• **What is needed**
Could you write the entries out again, exactly as they appear?

• **Saved data entries**

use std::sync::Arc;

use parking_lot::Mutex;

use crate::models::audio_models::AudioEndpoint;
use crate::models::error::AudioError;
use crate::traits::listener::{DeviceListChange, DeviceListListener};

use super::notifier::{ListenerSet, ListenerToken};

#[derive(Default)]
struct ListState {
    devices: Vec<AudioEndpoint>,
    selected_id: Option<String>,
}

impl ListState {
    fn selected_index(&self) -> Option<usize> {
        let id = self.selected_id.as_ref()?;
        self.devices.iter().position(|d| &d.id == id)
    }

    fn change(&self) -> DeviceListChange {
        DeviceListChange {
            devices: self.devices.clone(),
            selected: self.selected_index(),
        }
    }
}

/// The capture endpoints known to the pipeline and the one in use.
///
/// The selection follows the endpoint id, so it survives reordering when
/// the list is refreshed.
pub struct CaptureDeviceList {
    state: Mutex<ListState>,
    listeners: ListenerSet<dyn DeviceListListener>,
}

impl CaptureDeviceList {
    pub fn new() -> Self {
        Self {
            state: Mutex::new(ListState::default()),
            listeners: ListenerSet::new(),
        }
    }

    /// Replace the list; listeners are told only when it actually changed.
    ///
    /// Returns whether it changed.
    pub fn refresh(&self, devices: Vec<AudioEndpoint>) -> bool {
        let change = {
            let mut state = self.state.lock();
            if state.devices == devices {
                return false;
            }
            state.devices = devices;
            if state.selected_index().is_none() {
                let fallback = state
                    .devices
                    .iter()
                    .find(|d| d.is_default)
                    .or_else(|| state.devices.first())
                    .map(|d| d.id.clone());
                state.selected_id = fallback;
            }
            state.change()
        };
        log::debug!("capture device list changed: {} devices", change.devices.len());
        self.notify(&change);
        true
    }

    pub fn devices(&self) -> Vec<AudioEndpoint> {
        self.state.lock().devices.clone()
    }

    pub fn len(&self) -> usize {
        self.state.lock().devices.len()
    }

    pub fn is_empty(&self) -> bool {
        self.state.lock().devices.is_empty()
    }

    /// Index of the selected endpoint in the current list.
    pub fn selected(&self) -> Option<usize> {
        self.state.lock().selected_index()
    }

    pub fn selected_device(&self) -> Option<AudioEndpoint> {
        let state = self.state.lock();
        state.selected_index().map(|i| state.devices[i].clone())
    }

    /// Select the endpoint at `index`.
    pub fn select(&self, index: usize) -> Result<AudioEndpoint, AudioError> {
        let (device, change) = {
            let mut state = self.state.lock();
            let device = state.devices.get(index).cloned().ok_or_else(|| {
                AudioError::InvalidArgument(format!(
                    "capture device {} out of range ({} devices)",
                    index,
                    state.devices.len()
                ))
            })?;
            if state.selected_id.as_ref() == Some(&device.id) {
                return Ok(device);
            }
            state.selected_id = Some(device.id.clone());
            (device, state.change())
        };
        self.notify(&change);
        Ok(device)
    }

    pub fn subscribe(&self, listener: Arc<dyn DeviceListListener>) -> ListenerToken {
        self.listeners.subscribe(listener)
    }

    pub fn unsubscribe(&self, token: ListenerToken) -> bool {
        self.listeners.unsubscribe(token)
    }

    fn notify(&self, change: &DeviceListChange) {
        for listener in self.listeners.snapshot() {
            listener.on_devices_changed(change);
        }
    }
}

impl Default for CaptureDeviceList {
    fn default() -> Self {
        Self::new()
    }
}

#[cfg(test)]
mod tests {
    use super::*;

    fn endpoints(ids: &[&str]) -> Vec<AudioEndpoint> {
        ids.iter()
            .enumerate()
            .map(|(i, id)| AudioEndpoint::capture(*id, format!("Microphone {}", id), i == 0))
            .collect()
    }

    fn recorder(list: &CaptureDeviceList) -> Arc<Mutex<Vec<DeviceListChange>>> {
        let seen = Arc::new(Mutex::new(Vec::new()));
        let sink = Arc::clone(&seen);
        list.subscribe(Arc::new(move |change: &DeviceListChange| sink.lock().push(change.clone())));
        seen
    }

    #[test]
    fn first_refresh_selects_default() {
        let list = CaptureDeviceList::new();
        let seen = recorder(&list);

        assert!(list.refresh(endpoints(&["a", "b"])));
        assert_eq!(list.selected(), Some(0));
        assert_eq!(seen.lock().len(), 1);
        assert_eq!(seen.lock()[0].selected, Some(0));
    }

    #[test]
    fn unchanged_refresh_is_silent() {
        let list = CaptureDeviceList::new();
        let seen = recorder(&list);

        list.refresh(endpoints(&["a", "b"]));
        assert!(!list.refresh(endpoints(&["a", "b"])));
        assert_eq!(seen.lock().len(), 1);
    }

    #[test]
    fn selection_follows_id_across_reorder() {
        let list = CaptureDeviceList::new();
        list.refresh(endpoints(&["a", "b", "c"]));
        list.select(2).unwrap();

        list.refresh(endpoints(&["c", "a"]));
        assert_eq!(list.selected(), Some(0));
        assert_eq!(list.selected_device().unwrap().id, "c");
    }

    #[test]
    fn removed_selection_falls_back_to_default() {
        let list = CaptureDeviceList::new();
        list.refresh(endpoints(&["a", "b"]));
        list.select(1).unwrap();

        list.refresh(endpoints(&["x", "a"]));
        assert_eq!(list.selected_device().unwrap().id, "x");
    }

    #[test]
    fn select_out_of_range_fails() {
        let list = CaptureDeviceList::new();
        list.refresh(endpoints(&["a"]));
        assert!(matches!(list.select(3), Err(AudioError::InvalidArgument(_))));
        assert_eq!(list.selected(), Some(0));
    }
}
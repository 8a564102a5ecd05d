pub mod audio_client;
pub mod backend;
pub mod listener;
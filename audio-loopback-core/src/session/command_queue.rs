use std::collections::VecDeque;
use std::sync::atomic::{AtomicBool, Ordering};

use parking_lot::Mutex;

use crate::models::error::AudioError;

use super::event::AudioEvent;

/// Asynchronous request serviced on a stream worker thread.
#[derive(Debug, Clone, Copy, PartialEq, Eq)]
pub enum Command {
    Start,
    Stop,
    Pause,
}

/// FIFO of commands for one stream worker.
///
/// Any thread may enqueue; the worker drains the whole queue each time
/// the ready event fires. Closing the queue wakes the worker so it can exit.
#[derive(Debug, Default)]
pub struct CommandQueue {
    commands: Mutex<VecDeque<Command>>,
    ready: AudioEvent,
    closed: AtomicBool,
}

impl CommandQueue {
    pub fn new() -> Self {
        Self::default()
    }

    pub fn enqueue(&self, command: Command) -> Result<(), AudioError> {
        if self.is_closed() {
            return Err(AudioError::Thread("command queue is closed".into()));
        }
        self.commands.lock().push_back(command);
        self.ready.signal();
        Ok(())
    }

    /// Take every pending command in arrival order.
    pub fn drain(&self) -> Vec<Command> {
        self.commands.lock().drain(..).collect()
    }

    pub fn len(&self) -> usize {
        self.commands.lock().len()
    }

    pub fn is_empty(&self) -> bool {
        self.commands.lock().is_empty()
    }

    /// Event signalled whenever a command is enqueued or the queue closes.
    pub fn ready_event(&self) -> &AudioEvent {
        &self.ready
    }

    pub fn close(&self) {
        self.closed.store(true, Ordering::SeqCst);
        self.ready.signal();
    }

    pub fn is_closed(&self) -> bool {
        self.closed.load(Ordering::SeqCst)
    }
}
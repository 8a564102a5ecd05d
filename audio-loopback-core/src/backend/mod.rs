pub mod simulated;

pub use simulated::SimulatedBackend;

• **Written solution**
use std::sync::Arc;

use parking_lot::Mutex;

use crate::models::audio_models::AudioEndpoint;
use crate::models::error::AudioError;
use crate::traits::listener::{DeviceListChange, DeviceListListener};

use super::notifier::{ListenerSet, ListenerToken};

#[derive(Default)]
struct ListState {
    devices: Vec<AudioEndpoint>,
    selected_id: Option<String>,
}

impl ListState {
    fn selected_index(&self) -> Option<usize> {
        let id = self.selected_id.as_ref()?;
        self.devices.iter().position(|d| &d.id == id)
    }

    fn change(&self) -> DeviceListChange {
        DeviceListChange {
            devices: self.devices.clone(),
            selected: self.selected_index(),
        }
    }
}

/// The capture endpoints known to the pipeline and the one in use.
///
/// The selection follows the endpoint id, so it survives reordering when
/// the list is refreshed.
pub struct CaptureDeviceList {
    state: Mutex<ListState>,
    listeners: ListenerSet<dyn DeviceListListener>,
}

impl CaptureDeviceList {
    pub fn new() -> Self {
        Self {
            state: Mutex::new(ListState::default()),
            listeners: ListenerSet::new(),
        }
    }

    /// Replace the list; listeners are told only when it actually changed.
    ///
    /// Returns whether it changed.
    pub fn refresh(&self, devices: Vec<AudioEndpoint>) -> bool {
        let change = {
            let mut state = self.state.lock();
            if state.devices == devices {
                return false;
            }
            state.devices = devices;
            if state.selected_index().is_none() {
                let fallback = state
                    .devices
                    .iter()
                    .find(|d| d.is_default)
                    .or_else(|| state.devices.first())
                    .map(|d| d.id.clone());
                state.selected_id = fallback;
            }
            state.change()
        };
        log::debug!("capture device list changed: {} devices", change.devices.len());
        self.notify(&change);
        true
    }

    pub fn devices(&self) -> Vec<AudioEndpoint> {
        self.state.lock().devices.clone()
    }

    pub fn len(&self) -> usize {
        self.state.lock().devices.len()
    }

    pub fn is_empty(&self) -> bool {
        self.state.lock().devices.is_empty()
    }

    /// Index of the selected endpoint in the current list.
    pub fn selected(&self) -> Option<usize> {
        self.state.lock().selected_index()
    }

    pub fn selected_device(&self) -> Option<AudioEndpoint> {
        let state = self.state.lock();
        state.selected_index().map(|i| state.devices[i].clone())
    }

    /// Select the endpoint at `index`.
    pub fn select(&self, index: usize) -> Result<AudioEndpoint, AudioError> {
        let (device, change) = {
            let mut state = self.state.lock();
            let device = state.devices.get(index).cloned().ok_or_else(|| {
                AudioError::InvalidArgument(format!(
                    "capture device {} out of range ({} devices)",
                    index,
                    state.devices.len()
                ))
            })?;
            if state.selected_id.as_ref() == Some(&device.id) {
                return Ok(device);
            }
            state.selected_id = Some(device.id.clone());
            (device, state.change())
        };
        self.notify(&change);
        Ok(device)
    }

    pub fn subscribe(&self, listener: Arc<dyn DeviceListListener>) -> ListenerToken {
        self.listeners.subscribe(listener)
    }

    pub fn unsubscribe(&self, token: ListenerToken) -> bool {
        self.listeners.unsubscribe(token)
    }

    fn notify(&self, change: &DeviceListChange) {
        for listener in self.listeners.snapshot() {
            listener.on_devices_changed(change);
        }
    }
}

impl Default for CaptureDeviceList {
    fn default() -> Self {
        Self::new()
    }
}

#[cfg(test)]
mod tests {
    use super::*;

    fn endpoints(ids: &[&str]) -> Vec<AudioEndpoint> {
        ids.iter()
            .enumerate()
            .map(|(i, id)| AudioEndpoint::capture(*id, format!("Microphone {}", id), i == 0))
            .collect()
    }

    fn recorder(list: &CaptureDeviceList) -> Arc<Mutex<Vec<DeviceListChange>>> {
        let seen = Arc::new(Mutex::new(Vec::new()));
        let sink = Arc::clone(&seen);
        list.subscribe(Arc::new(move |change: &DeviceListChange| sink.lock().push(change.clone())));
        seen
    }

    #[test]
    fn first_refresh_selects_default() {
        let list = CaptureDeviceList::new();
        let seen = recorder(&list);

        assert!(list.refresh(endpoints(&["a", "b"])));
        assert_eq!(list.selected(), Some(0));
        assert_eq!(seen.lock().len(), 1);
        assert_eq!(seen.lock()[0].selected, Some(0));
    }

    #[test]
    fn unchanged_refresh_is_silent() {
        let list = CaptureDeviceList::new();
        let seen = recorder(&list);

        list.refresh(endpoints(&["a", "b"]));
        assert!(!list.refresh(endpoints(&["a", "b"])));
        assert_eq!(seen.lock().len(), 1);
    }

    #[test]
    fn selection_follows_id_across_reorder() {
        let list = CaptureDeviceList::new();
        list.refresh(endpoints(&["a", "b", "c"]));
        list.select(2).unwrap();

        list.refresh(endpoints(&["c", "a"]));
        assert_eq!(list.selected(), Some(0));
        assert_eq!(list.selected_device().unwrap().id, "c");
    }

    #[test]
    fn removed_selection_falls_back_to_default() {
        let list = CaptureDeviceList::new();
        list.refresh(endpoints(&["a", "b"]));
        list.select(1).unwrap();

        list.refresh(endpoints(&["x", "a"]));
        assert_eq!(list.selected_device().unwrap().id, "x");
    }

    #[test]
    fn select_out_of_range_fails() {
        let list = CaptureDeviceList::new();
        list.refresh(endpoints(&["a"]));
        assert!(matches!(list.select(3), Err(AudioError::InvalidArgument(_))));
        assert_eq!(list.selected(), Some(0));
    }
}
repository 8a564102a5ecd05d
pub mod audio_client;
pub mod backend;
pub mod listener;
filename audio-loopback-core/src/session/command_queue.rs
use std::collections::VecDeque;
use std::sync::atomic::{AtomicBool, Ordering};

use parking_lot::Mutex;

use crate::models::error::AudioError;

use super::event::AudioEvent;

/// Asynchronous request serviced on a stream worker thread.
#[derive(Debug, Clone, Copy, PartialEq, Eq)]
pub enum Command {
    Start,
    Stop,
    Pause,
}

/// FIFO of commands for one stream worker.
///
/// Any thread may enqueue; the worker drains the whole queue each time
/// the ready event fires. Closing the queue wakes the worker so it can exit.
#[derive(Debug, Default)]
pub struct CommandQueue {
    commands: Mutex<VecDeque<Command>>,
    ready: AudioEvent,
    closed: AtomicBool,
}

impl CommandQueue {
    pub fn new() -> Self {
        Self::default()
    }

    pub fn enqueue(&self, command: Command) -> Result<(), AudioError> {
        if self.is_closed() {
            return Err(AudioError::Thread("command queue is closed".into()));
        }
        self.commands.lock().push_back(command);
        self.ready.signal();
        Ok(())
    }

    /// Take every pending command in arrival order.
    pub fn drain(&self) -> Vec<Command> {
        self.commands.lock().drain(..).collect()
    }

    pub fn len(&self) -> usize {
        self.commands.lock().len()
    }

    pub fn is_empty(&self) -> bool {
        self.commands.lock().is_empty()
    }

    /// Event signalled whenever a command is enqueued or the queue closes.
    pub fn ready_event(&self) -> &AudioEvent {
        &self.ready
    }

    pub fn close(&self) {
        self.closed.store(true, Ordering::SeqCst);
        self.ready.signal();
    }

    pub fn is_closed(&self) -> bool {
        self.closed.load(Ordering::SeqCst)
    }
}
repository 8a564102a5ecd05d
filename audio-loopback-core/src/backend/mod.rs
pub mod simulated;

pub use simulated::SimulatedBackend;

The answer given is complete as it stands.